If I understand correctly you're asking if the endpoint can simply tell the account owner when their next certificate renewal needs to be. Then after that cert is renewed, when is the next one? And so on.

One question I have is, What if the renewal date gets bumped earlier than the date from the first check?

djc commented 6 months ago

One question I have is, What if the renewal date gets bumped earlier than the date from the first check?

Fair point. I guess maybe the server would want to provide some retry-after like value that is indepent from the next certificate? This still seems like an improvement because it gives the server more control over how often clients check in. In either case, it reduces the overhead from per-outstanding certificate to per-account, which seems like an improvement.

mholt commented 6 months ago

There is something nice about the idea of just polling an endpoint per-account, though.

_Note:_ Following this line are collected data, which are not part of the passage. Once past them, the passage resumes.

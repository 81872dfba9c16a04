//! Media stream WebSocket route configuration

use axum::{Router, routing::get};
use tower_http::trace::TraceLayer;

use crate::handlers::stream::stream_handler;
use crate::state::AppState;
use std::sync::Arc;

/// Create the media stream router
///
/// # Endpoint
///
/// `GET /stream` - WebSocket upgrade for a Twilio Media Stream
///
/// # Protocol
///
/// The carrier sends JSON `connected`, `start`, `media` (base64 μ-law 8 kHz)
/// and `stop` events; the server answers with `media` events carrying the
/// provider's audio in the same format.
///
/// Connection limits are applied by the caller.
pub fn create_stream_router() -> Router<Arc<AppState>> {
    Router::new()
        .route("/stream", get(stream_handler))
        .layer(TraceLayer::new_for_http())
}
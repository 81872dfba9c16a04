use reqwest::RequestBuilder;
use serde::de::DeserializeOwned;

use super::error::{OpenAIError, OpenAIResult};

/// Header required by the realtime endpoints.
pub(crate) const REALTIME_BETA_HEADER: (&str, &str) = ("OpenAI-Beta", "realtime=v1");

/// Header required by the assistants and threads endpoints.
pub(crate) const ASSISTANTS_BETA_HEADER: (&str, &str) = ("OpenAI-Beta", "assistants=v2");

/// Thin authenticated client for the OpenAI REST API.
///
/// Cloning is cheap: the underlying `reqwest::Client` is reference counted.
#[derive(Clone)]
pub struct OpenAIClient {
    http: reqwest::Client,
    api_key: String,
    base_url: String,
}

impl std::fmt::Debug for OpenAIClient {
    fn fmt(&self, f: &mut std::fmt::Formatter<'_>) -> std::fmt::Result {
        f.debug_struct("OpenAIClient")
            .field("base_url", &self.base_url)
            .finish_non_exhaustive()
    }
}

impl OpenAIClient {
    pub fn new(http: reqwest::Client, api_key: impl Into<String>, base_url: impl Into<String>) -> Self {
        Self {
            http,
            api_key: api_key.into(),
            base_url: base_url.into().trim_end_matches('/').to_string(),
        }
    }

    pub fn base_url(&self) -> &str {
        &self.base_url
    }

    pub(crate) fn http(&self) -> &reqwest::Client {
        &self.http
    }

    pub(crate) fn endpoint(&self, path: &str) -> String {
        format!("{}/{}", self.base_url, path.trim_start_matches('/'))
    }

    pub(crate) fn post(&self, path: &str) -> RequestBuilder {
        self.http
            .post(self.endpoint(path))
            .bearer_auth(&self.api_key)
    }

    pub(crate) fn get(&self, path: &str) -> RequestBuilder {
        self.http.get(self.endpoint(path)).bearer_auth(&self.api_key)
    }
}

/// Send a request and decode a JSON body, mapping non-2xx responses to `OpenAIError::Api`.
pub(crate) async fn send_json<T: DeserializeOwned>(request: RequestBuilder) -> OpenAIResult<T> {
    let response = request.send().await?;
    let status = response.status();

    if !status.is_success() {
        let body = response.text().await.unwrap_or_default();
        return Err(OpenAIError::from_body(status.as_u16(), &body));
    }

    let body = response.text().await?;
    serde_json::from_str(&body).map_err(|e| OpenAIError::InvalidResponse(e.to_string()))
}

Client: Poll. ("Anything to renew?") Server: Nope. (repeat N times...) Client: Poll. Server: Renew these certs! Client: does so now Client: Poll. Server: And now renew this one! Client: does it Client: Poll. Server: Nothing to renew right now. ...

It does feel awkward to split scheduling between client and server, it feels like the server should just take charge of scheduling renewals instead of clients having to mix their own scheduling with a server's scheduling.

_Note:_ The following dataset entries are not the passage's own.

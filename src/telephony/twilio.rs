//! Twilio REST client: outbound call creation.

use axum::http::StatusCode;
use serde::Deserialize;
use serde_json::{Value, json};
use thiserror::Error;

#[derive(Debug, Error)]
pub enum TwilioError {
    #[error("Twilio request failed: {0}")]
    Request(#[from] reqwest::Error),

    /// Non-2xx response carrying Twilio's error body
    #[error("Twilio error: {message}")]
    Api {
        status: u16,
        code: Option<i64>,
        message: String,
        more_info: Option<String>,
    },

    #[error("Unexpected Twilio response: {0}")]
    InvalidResponse(String),
}

impl TwilioError {
    /// Twilio client errors surface as 400; everything else is a bad gateway.
    pub fn status_code(&self) -> StatusCode {
        match self {
            TwilioError::Api { status, .. } if (400..500).contains(status) => StatusCode::BAD_REQUEST,
            _ => StatusCode::BAD_GATEWAY,
        }
    }

    pub fn details(&self) -> Option<Value> {
        match self {
            TwilioError::Api {
                status,
                code,
                message,
                more_info,
            } => Some(json!({
                "status": status,
                "code": code,
                "message": message,
                "more_info": more_info,
            })),
            _ => None,
        }
    }
}

pub type TwilioResult<T> = Result<T, TwilioError>;

/// What the call executes once answered.
#[derive(Debug, Clone, PartialEq, Eq)]
pub enum CallInstructions {
    /// Twilio fetches TwiML from this webhook.
    Url(String),
    /// Inline TwiML document.
    Twiml(String),
}

/// Parameters of `calls.create`.
#[derive(Debug, Clone)]
pub struct CreateCall {
    pub to: String,
    pub from: String,
    pub instructions: CallInstructions,
    pub status_callback: Option<String>,
    pub status_callback_events: Vec<String>,
    pub status_callback_method: Option<String>,
    pub record: bool,
}

impl CreateCall {
    pub fn new(to: impl Into<String>, from: impl Into<String>, instructions: CallInstructions) -> Self {
        Self {
            to: to.into(),
            from: from.into(),
            instructions,
            status_callback: None,
            status_callback_events: Vec::new(),
            status_callback_method: None,
            record: false,
        }
    }

    /// POST status callbacks to `url` for the given events.
    pub fn status_callback(mut self, url: impl Into<String>, events: &[&str]) -> Self {
        self.status_callback = Some(url.into());
        self.status_callback_events = events.iter().map(|e| e.to_string()).collect();
        self.status_callback_method = Some("POST".to_string());
        self
    }

    pub fn record(mut self, record: bool) -> Self {
        self.record = record;
        self
    }

    /// Form body; `StatusCallbackEvent` is repeated once per event.
    fn form(&self) -> Vec<(&'static str, String)> {
        let mut form = vec![("To", self.to.clone()), ("From", self.from.clone())];
        match &self.instructions {
            CallInstructions::Url(url) => form.push(("Url", url.clone())),
            CallInstructions::Twiml(twiml) => form.push(("Twiml", twiml.clone())),
        }
        if let Some(callback) = &self.status_callback {
            form.push(("StatusCallback", callback.clone()));
        }
        for event in &self.status_callback_events {
            form.push(("StatusCallbackEvent", event.clone()));
        }
        if let Some(method) = &self.status_callback_method {
            form.push(("StatusCallbackMethod", method.clone()));
        }
        if self.record {
            form.push(("Record", "true".to_string()));
        }
        form
    }
}

/// Subset of the call resource returned by Twilio.
#[derive(Debug, Clone, Deserialize)]
pub struct CallResource {
    pub sid: String,
    #[serde(default)]
    pub status: Option<String>,
}

#[derive(Deserialize)]
struct ApiErrorBody {
    #[serde(default)]
    code: Option<i64>,
    #[serde(default)]
    message: Option<String>,
    #[serde(default)]
    more_info: Option<String>,
}

#[derive(Clone)]
pub struct TwilioClient {
    http: reqwest::Client,
    account_sid: String,
    auth_token: String,
    base_url: String,
}

impl std::fmt::Debug for TwilioClient {
    fn fmt(&self, f: &mut std::fmt::Formatter<'_>) -> std::fmt::Result {
        f.debug_struct("TwilioClient")
            .field("account_sid", &self.account_sid)
            .field("base_url", &self.base_url)
            .finish_non_exhaustive()
    }
}

impl TwilioClient {
    pub fn new(
        http: reqwest::Client,
        account_sid: impl Into<String>,
        auth_token: impl Into<String>,
        base_url: impl Into<String>,
    ) -> Self {
        Self {
            http,
            account_sid: account_sid.into(),
            auth_token: auth_token.into(),
            base_url: base_url.into().trim_end_matches('/').to_string(),
        }
    }

    fn calls_url(&self) -> String {
        format!(
            "{}/2010-04-01/Accounts/{}/Calls.json",
            self.base_url, self.account_sid
        )
    }

    pub async fn create_call(&self, call: &CreateCall) -> TwilioResult<CallResource> {
        tracing::debug!(to = %call.to, "Creating Twilio call");

        let response = self
            .http
            .post(self.calls_url())
            .basic_auth(&self.account_sid, Some(&self.auth_token))
            .form(&call.form())
            .send()
            .await?;

        let status = response.status();
        let body = response.text().await?;

        if !status.is_success() {
            let parsed: Option<ApiErrorBody> = serde_json::from_str(&body).ok();
            let (code, message, more_info) = match parsed {
                Some(b) => (b.code, b.message, b.more_info),
                None => (None, None, None),
            };
            let error = TwilioError::Api {
                status: status.as_u16(),
                code,
                message: message.unwrap_or_else(|| format!("HTTP {}", status.as_u16())),
                more_info,
            };
            tracing::error!(status = %status, ?code, "Twilio rejected call creation");
            return Err(error);
        }

        let call: CallResource = serde_json::from_str(&body)
            .map_err(|e| TwilioError::InvalidResponse(e.to_string()))?;
        tracing::info!(call_sid = %call.sid, "Call initiated");
        Ok(call)
    }
}
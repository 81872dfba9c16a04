//! Outbound calls and Twilio status callbacks.

use std::collections::HashMap;
use std::sync::Arc;

use axum::{
    body::Bytes,
    extract::State,
    http::{HeaderMap, header},
    response::Json,
};
use serde::{Deserialize, Serialize};
use serde_json::{Value, json};

use crate::config::ConfigError;
use crate::errors::{AppError, AppResult};
use crate::handlers::extract::ApiJson;
use crate::state::AppState;
use crate::telephony::{
    CALLBACK_STATUS_EVENTS, CallInstructions, CreateCall, PROVIDER_CALL_STATUS_EVENTS,
    provider_call_document, validate_phone_number,
};

#[derive(Debug, Deserialize)]
#[serde(rename_all = "camelCase")]
pub struct CallRequest {
    #[serde(default)]
    pub phone_number: String,
}

#[derive(Debug, Serialize)]
#[serde(rename_all = "camelCase")]
pub struct CallResponse {
    pub success: bool,
    pub call_sid: String,
}

/// `POST /callback`: call `phoneNumber` and let `/voice` drive the call.
pub async fn callback(
    State(state): State<Arc<AppState>>,
    ApiJson(request): ApiJson<CallRequest>,
) -> AppResult<Json<CallResponse>> {
    tracing::info!(phone_number = %request.phone_number, "Callback request");
    let to = validate_phone_number(&request.phone_number).map_err(AppError::BadRequest)?;

    let twilio = state.twilio()?;
    let from = state.config.twilio_credentials()?.phone_number;
    let base_url = state.config.public_base_url()?;

    let call = CreateCall::new(to, from, CallInstructions::Url(format!("{base_url}/voice")))
        .status_callback(format!("{base_url}/call-status"), CALLBACK_STATUS_EVENTS);

    let call = twilio.create_call(&call).await?;
    Ok(Json(CallResponse {
        success: true,
        call_sid: call.sid,
    }))
}

#[derive(Debug, Deserialize)]
#[serde(rename_all = "camelCase")]
pub struct ProviderCallRequest {
    #[serde(default)]
    pub phone_number: String,
    #[serde(default)]
    pub session_token: String,
}

/// `POST /api/twilio/call`: call `phoneNumber` and stream it straight to the
/// provider with a browser-issued session token. The call is recorded.
pub async fn provider_call(
    State(state): State<Arc<AppState>>,
    ApiJson(request): ApiJson<ProviderCallRequest>,
) -> AppResult<Json<Value>> {
    if request.phone_number.trim().is_empty() || request.session_token.trim().is_empty() {
        return Err(AppError::bad_request(
            "Phone number and session token are required",
        ));
    }
    let to = validate_phone_number(&request.phone_number).map_err(AppError::BadRequest)?;

    let twilio = state.twilio()?;
    let from = state.config.twilio_credentials()?.phone_number;
    let base_url = state.config.public_base_url()?;

    let twiml = provider_call_document(
        &state.config.openai_realtime_url,
        &state.config.realtime_model,
        &request.session_token,
    )
    .map_err(|_| ConfigError::InvalidValue {
        key: "OPENAI_REALTIME_URL",
        value: state.config.openai_realtime_url.clone(),
    })?;

    let call = CreateCall::new(to, from, CallInstructions::Twiml(twiml))
        .status_callback(
            format!("{base_url}/api/twilio/status"),
            PROVIDER_CALL_STATUS_EVENTS,
        )
        .record(true);

    let call = twilio.create_call(&call).await?;
    Ok(Json(json!({ "callSid": call.sid })))
}

/// Fields of a Twilio status callback.
#[derive(Debug, Default, Deserialize)]
pub struct CallStatusUpdate {
    #[serde(rename = "CallSid", default)]
    pub call_sid: Option<String>,
    #[serde(rename = "CallStatus", default)]
    pub call_status: Option<String>,
    #[serde(rename = "CallDuration", default)]
    pub call_duration: Option<String>,
    #[serde(rename = "Direction", default)]
    pub direction: Option<String>,
    #[serde(rename = "From", default)]
    pub from: Option<String>,
    #[serde(rename = "To", default)]
    pub to: Option<String>,
}

impl CallStatusUpdate {
    /// Parse a callback body sent as JSON or as a urlencoded form.
    fn parse(headers: &HeaderMap, body: &[u8]) -> Self {
        let is_json = headers
            .get(header::CONTENT_TYPE)
            .and_then(|v| v.to_str().ok())
            .is_some_and(|v| v.starts_with("application/json"));

        if is_json {
            return serde_json::from_slice(body).unwrap_or_else(|e| {
                tracing::warn!(error = %e, "Unparsable JSON status callback");
                Self::default()
            });
        }

        let fields: HashMap<String, String> = url::form_urlencoded::parse(body).into_owned().collect();
        let get = |key: &str| fields.get(key).cloned();
        Self {
            call_sid: get("CallSid"),
            call_status: get("CallStatus"),
            call_duration: get("CallDuration"),
            direction: get("Direction"),
            from: get("From"),
            to: get("To"),
        }
    }
}

/// `POST /call-status` and `POST /api/twilio/status`
pub async fn call_status(headers: HeaderMap, body: Bytes) -> Json<Value> {
    let update = CallStatusUpdate::parse(&headers, &body);
    tracing::info!(
        call_sid = ?update.call_sid,
        status = ?update.call_status,
        duration = ?update.call_duration,
        direction = ?update.direction,
        "Call status update"
    );
    Json(json!({ "success": true }))
}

One problem with this could be a properly-positioned attacker -- or a network outage -- could simply drop packets or connections to the ARI server. Then again, that attacker could drop packets for the actual renewal transaction as well; so maybe not a huge concern.

Either way, ARI is going to involve lots of polling.

djc commented 6 months ago

It does feel awkward to split scheduling between client and server, it feels like the server should just take charge of scheduling renewals instead of clients having to mix their own scheduling with a server's scheduling.

Sure, but in that case we don't solve the issue of the midnight thundering herd, I presume? (Potentially it alleviates the issue if the first-renewal endpoint is cheaper to execute?)

mholt commented 6 months ago

Well and part of me has wondered -- and I think I mentioned this in that email thread earlier -- if there'd be some benefit to making ARI part of the normal ACME order workflow. Moving "replaces" into the Order object in draft-03 has already started that. I could imagine doing without a separate ARI endpoint, and instead the client just starts the renewal and sets the "replaces" field on the Order. If the server sees the "replaces" field populated but the ARI logic internally says it's not time yet, the server can simply respond with a graceful Retry-After (or something) and reject the new order. In other words, setting "replaces" tells the server that the client is honoring ARI and is just seeing if it's time to renew; if so, please renew, if not, we'll try again later.

I don't remember if I was convinced that a separate endpoint is really needed. I can't recall a reason why it can't just be wrapped up in the existing ACME flow.

aarongable commented 6 months ago

(This is a fascinating discussion, just noting that I'm on vacation and will reply mid-next-week.)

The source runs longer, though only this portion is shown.